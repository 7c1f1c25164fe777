//! Action execution and delayed scheduling
//!
//! Immediate actions are awaited in order. Delayed actions become one-shot
//! timer tasks owned by the [`ActionExecutor`]; each agent has its own
//! executor and cancels everything outstanding when it is removed.

use std::collections::HashMap;
use std::sync::atomic::{AtomicU64, AtomicUsize, Ordering};
use std::sync::{Arc, Mutex, MutexGuard, PoisonError};
use std::time::Duration;

use async_trait::async_trait;
use serde_json::Value;
use tokio::sync::Notify;
use tokio::task::AbortHandle;

use crate::action::Action;

/// The smart-home service API
#[async_trait]
pub trait ControlPlane: Send + Sync {
    /// Perform `domain.service` with the given payload, blocking until done
    async fn call_service(&self, domain: &str, service: &str, data: &Value) -> anyhow::Result<()>;
}

#[derive(Default)]
struct Timers {
    pending: Mutex<HashMap<u64, AbortHandle>>,
    firing: AtomicUsize,
    settled: Notify,
}

impl Timers {
    fn pending(&self) -> MutexGuard<'_, HashMap<u64, AbortHandle>> {
        self.pending.lock().unwrap_or_else(PoisonError::into_inner)
    }

    /// Claim a timer for firing. False if it was cancelled first.
    fn claim(&self, id: u64) -> bool {
        let mut pending = self.pending();
        if pending.remove(&id).is_none() {
            return false;
        }
        self.firing.fetch_add(1, Ordering::SeqCst);
        true
    }

    fn fired(&self) {
        self.firing.fetch_sub(1, Ordering::SeqCst);
        self.settled.notify_waiters();
    }

    fn is_idle(&self) -> bool {
        self.pending().is_empty() && self.firing.load(Ordering::SeqCst) == 0
    }
}

/// Runs parsed actions for one agent
pub struct ActionExecutor {
    control: Arc<dyn ControlPlane>,
    timers: Arc<Timers>,
    next_id: AtomicU64,
}

impl ActionExecutor {
    pub fn new(control: Arc<dyn ControlPlane>) -> Self {
        Self {
            control,
            timers: Arc::new(Timers::default()),
            next_id: AtomicU64::new(1),
        }
    }

    /// Run `actions` in order. Immediate ones are awaited, delayed ones are
    /// scheduled. A failing action never stops the ones after it.
    pub async fn execute_all(&self, actions: &[Action]) {
        for action in actions {
            self.execute(action).await;
        }
    }

    pub async fn execute(&self, action: &Action) {
        match action.delay() {
            Ok(Some(delay)) => self.schedule(action.clone(), delay),
            Ok(None) => call_action(self.control.as_ref(), action).await,
            Err(err) => log::warn!("Skipping action {action}: invalid delay: {err}"),
        }
    }

    fn schedule(&self, action: Action, delay: Duration) {
        log::debug!(
            "Scheduling action {} in {}",
            action,
            humantime::format_duration(delay)
        );

        let id = self.next_id.fetch_add(1, Ordering::Relaxed);
        let control = Arc::clone(&self.control);
        let timers = Arc::clone(&self.timers);

        // Held across spawn so the timer cannot claim its id before it is registered
        let mut pending = self.timers.pending();
        let task = tokio::spawn(async move {
            tokio::time::sleep(delay).await;
            if !timers.claim(id) {
                return;
            }
            log::debug!("Executing delayed action {action}");
            call_action(control.as_ref(), &action).await;
            timers.fired();
        });
        pending.insert(id, task.abort_handle());
    }

    /// Number of delayed actions that have not fired yet
    pub fn pending_count(&self) -> usize {
        self.timers.pending().len()
    }

    /// Cancel every outstanding delayed action. Safe to call repeatedly.
    pub fn cancel_all(&self) {
        let cancelled: Vec<AbortHandle> = self.timers.pending().drain().map(|(_, h)| h).collect();
        if !cancelled.is_empty() {
            log::debug!("Cancelling {} scheduled action(s)", cancelled.len());
        }
        for handle in cancelled {
            handle.abort();
        }
    }

    /// Wait until no delayed action is pending or running, at most `limit`.
    /// Returns true when everything settled.
    pub async fn wait_idle(&self, limit: Duration) -> bool {
        let timers = Arc::clone(&self.timers);
        let settle = async move {
            loop {
                let notified = timers.settled.notified();
                if timers.is_idle() {
                    return;
                }
                notified.await;
            }
        };
        tokio::time::timeout(limit, settle).await.is_ok()
    }
}

async fn call_action(control: &dyn ControlPlane, action: &Action) {
    log::debug!("Executing action {action}");
    if let Err(err) = control
        .call_service(&action.domain, &action.service, &action.service_data())
        .await
    {
        log::error!(
            "Action {}.{} on {} failed: {err:#}",
            action.domain,
            action.service,
            action.target
        );
    }
}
------------------------
Your goal -> Extract the lines above, from the first one through the one containing "pub trait ControlPlane: Send", and return only those, unchanged.

Response ->
repository 7c1f1c25164fe777
//! Action execution and delayed scheduling
//!
//! Immediate actions are awaited in order. Delayed actions become one-shot
//! timer tasks owned by the [`ActionExecutor`]; each agent has its own
//! executor and cancels everything outstanding when it is removed.

use std::collections::HashMap;
use std::sync::atomic::{AtomicU64, AtomicUsize, Ordering};
use std::sync::{Arc, Mutex, MutexGuard, PoisonError};
use std::time::Duration;

use async_trait::async_trait;
use serde_json::Value;
use tokio::sync::Notify;
use tokio::task::AbortHandle;

use crate::action::Action;

/// The smart-home service API
#[async_trait]
pub trait ControlPlane: Send + Sync {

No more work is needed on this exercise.